In Xiang and Feng’s study, relative risk (RR) of MB injection to prevent increasing VAS for three days postoperatively was 57.4%. It correlates with the results of number needed to treat (NNT) where it takes four patients to get MB injection to prevent one complication with confidence interval (CI) as follows: 95% CI 2.63–13.16. In addition, RR to prevent increasing VAS for five days postoperatively was 64%. This is consistent with the results of NNT where it takes eight patients to receive MB injection to prevent complications with 95% CI 3.597–27.778.
In Sim and Tan’s study, postoperative MB injection can prevent increasing VAS for three days as much as 73% (RR = 0.27). This was found to be correlated with NNT where it takes 14 patients to get MB injection to prevent complications with 95% CI 5.21 to 21.74. There is a 2.3-fold increasing risk of acute urinary retention in the group not injected with MB with 95% CI 1.754 to 3.067.
Based on the two studies above, injection of MB effectively decreases VAS from the first to the third day postoperatively. Nevertheless, postoperative VAS after the fourth day was found different in the two studies above.
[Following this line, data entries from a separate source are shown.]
//! Encoding infrastructure module
//!
//! WAV (hound), FLAC (flacenc), and AAC (external ffmpeg) encoders.

mod ffmpeg;
mod flac;
mod wav;

use std::sync::Arc;

use crate::application::ports::AudioEncoder;
use crate::application::ArtifactWriter;
use crate::domain::recording::Duration;

pub use ffmpeg::FfmpegEncoder;
pub use flac::{encode_to_flac, FlacEncoder};
pub use wav::WavEncoder;

/// Create a writer with every supported encoder
pub fn create_writer(aac: FfmpegEncoder) -> ArtifactWriter {
    let encoders: Vec<Arc<dyn AudioEncoder>> = vec![
        Arc::new(WavEncoder::new()),
        Arc::new(FlacEncoder::new()),
        Arc::new(aac),
    ];
    ArtifactWriter::new(encoders)
}

/// Writer using `ffmpeg` from `PATH` at the given bitrate and timeout
pub fn default_writer(bitrate: &str, encode_timeout: Duration) -> ArtifactWriter {
    create_writer(FfmpegEncoder::new(bitrate, encode_timeout))
}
In contrast to the above studies, Samalavicius et al. used intradermal injection of 1% MB in ten idiopathic pruritus ani (IPA) patients, while Sutherland et al. used intradermal injection of MB, Marcain, and adrenaline solution in 49 refractory pruritus ani (RPA) patients to assess the effectiveness of the MB in reducing symptom score [9, 10]. Both studies had a low level of evidence (LOE 4) as a prospective case series.
In Samalavicius et al.’s study, ten IPA patients (six men and four women) were followed up prospectively every six months, every 12 months, and every year (median is 47 months with range being 29–60 months) . There are eight patients who experienced recurrence where the fastest emerging symptom happened in one patient within two months after intradermal MB injection and the symptom score is four. All of them do not need repeated MB injections and their complaints can be solved with conservative therapy .
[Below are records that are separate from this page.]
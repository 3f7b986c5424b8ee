//! Artifact writer use case
//!
//! Turns the captured sample buffer into a file. Each encoder writes to a
//! temporary file next to the destination which is renamed into place only
//! on success, so a failed encode never leaves a partial file behind.
//! A non-WAV encode that fails falls back to WAV at the same location.

use std::path::{Path, PathBuf};
use std::sync::Arc;
use thiserror::Error;
use tracing::{debug, info, warn};

use crate::domain::output::{Notice, OutputArtifact, OutputFormat, OutputTarget, PcmAudio};

use super::ports::{AudioEncoder, EncodeError};

/// Errors from writing a recording
#[derive(Debug, Error)]
pub enum WriteError {
    #[error("No {0} encoder available")]
    NoEncoder(OutputFormat),

    #[error("Failed to write {}: {source}", path.display())]
    Encode {
        path: PathBuf,
        #[source]
        source: EncodeError,
    },
}

/// Writes captured audio through a set of format encoders
pub struct ArtifactWriter {
    encoders: Vec<Arc<dyn AudioEncoder>>,
}

impl ArtifactWriter {
    /// Create a writer. WAV should be among the encoders for fallback to
    /// work.
    pub fn new(encoders: Vec<Arc<dyn AudioEncoder>>) -> Self {
        Self { encoders }
    }

    fn encoder_for(&self, format: OutputFormat) -> Option<&Arc<dyn AudioEncoder>> {
        self.encoders.iter().find(|e| e.format() == format)
    }

    /// Encode `pcm` to `target`, attaching `notices` to the artifact.
    pub async fn write(
        &self,
        pcm: PcmAudio,
        target: &OutputTarget,
        mut notices: Vec<Notice>,
    ) -> Result<OutputArtifact, WriteError> {
        let requested = target.format();
        let attempt = match self.encoder_for(requested) {
            Some(encoder) => encode_atomically(encoder.as_ref(), &pcm, target.path()).await,
            None => Err(EncodeError::Unavailable(format!(
                "no {} encoder registered",
                requested
            ))),
        };

        let (written, size_bytes) = match attempt {
            Ok(size) => (target.clone(), size),
            Err(source) if requested == OutputFormat::Wav => {
                return Err(WriteError::Encode {
                    path: target.path().to_path_buf(),
                    source,
                });
            }
            Err(reason) => {
                let fallback = target.with_format(OutputFormat::Wav);
                warn!(
                    "{} encode failed ({}), falling back to {}",
                    requested,
                    reason,
                    fallback.path().display()
                );
                let wav = self
                    .encoder_for(OutputFormat::Wav)
                    .ok_or(WriteError::NoEncoder(OutputFormat::Wav))?;
                let size = encode_atomically(wav.as_ref(), &pcm, fallback.path())
                    .await
                    .map_err(|source| WriteError::Encode {
                        path: fallback.path().to_path_buf(),
                        source,
                    })?;
                notices.push(Notice::EncodeFallback {
                    from: requested,
                    to: OutputFormat::Wav,
                    reason: fallback_reason(&reason),
                });
                (fallback, size)
            }
        };

        info!(
            "Wrote {} ({} frames, {} bytes)",
            written.path().display(),
            pcm.frames(),
            size_bytes
        );

        Ok(OutputArtifact {
            path: written.path().to_path_buf(),
            format: written.format(),
            sample_rate: pcm.sample_rate(),
            channel_count: pcm.channels(),
            frames: pcm.frames(),
            size_bytes,
            notices,
        })
    }
}

fn fallback_reason(err: &EncodeError) -> String {
    match err {
        EncodeError::Unavailable(msg) | EncodeError::Failed(msg) | EncodeError::Io(msg) => {
            msg.clone()
        }
        EncodeError::Timeout(limit) => format!("timed out after {}", limit),
    }
}

/// Encode into a temp file beside `dest`, then rename over it.
/// Returns the final file size.
async fn encode_atomically(
    encoder: &dyn AudioEncoder,
    pcm: &PcmAudio,
    dest: &Path,
) -> Result<u64, EncodeError> {
    let dir = match dest.parent() {
        Some(parent) if !parent.as_os_str().is_empty() => parent.to_path_buf(),
        _ => PathBuf::from("."),
    };
    tokio::fs::create_dir_all(&dir).await?;

    // Removed on drop unless persisted
    let temp = tempfile::Builder::new()
        .prefix(".field-recorder-")
        .suffix(".partial")
        .tempfile_in(&dir)?
        .into_temp_path();
    debug!("Encoding {} via {}", encoder.format(), temp.display());

    encoder.encode(pcm, &temp).await?;
    temp.persist(dest).map_err(|e| EncodeError::Io(e.error.to_string()))?;

    let size = tokio::fs::metadata(dest).await?.len();
    Ok(size)
}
Sutherland et al. prospectively evaluated symptom score and complications after MB injection in 49 patients with RPA (30 females and 19 males) who were treated by one surgeon (FAF) . Median age of patients was 43 years with range 19–67 years. Follow-up was conducted over four and eight weeks. Of the 19 patients who experienced relapse, four patients are given a second injection of MB with improved symptom scores of five in all patients .
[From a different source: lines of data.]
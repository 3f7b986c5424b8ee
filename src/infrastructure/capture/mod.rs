//! Capture infrastructure module
//!
//! Audio host adapters implementing the capture port.

mod cpal_backend;

pub use cpal_backend::CpalBackend;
All patients in the study of Samalavicius et al. do not have complications such as skin necrosis, anaphylactic reactions, and changes in fecal continence . In the study of Sutherland et al., seven patients had fecal continence changes but there is improvement on the tenth day and sixth week. Two patients had perianal sensation disorders, whereas skin necrosis and anaphylactic reactions were not found .
Even though those studies showed efficacy of the use of MB, it should be noted that those studies proceeded using a small sample. It is believed that finding “strong” evidence is difficult due to the diversity of anorectal disorders and method of application of MB.
MB was shown to be effective in reducing degree of pain (VAS) with level of evidence 2 which is quite strong and effectively reduce anal pruritus (level of evidence 4), which is weak. Somehow, this review may initiate further study on the use of MB as a local analgesic for postoperative management of those who had anorectal surgery.
Conflicts of Interest
The authors declare no conflicts of interest.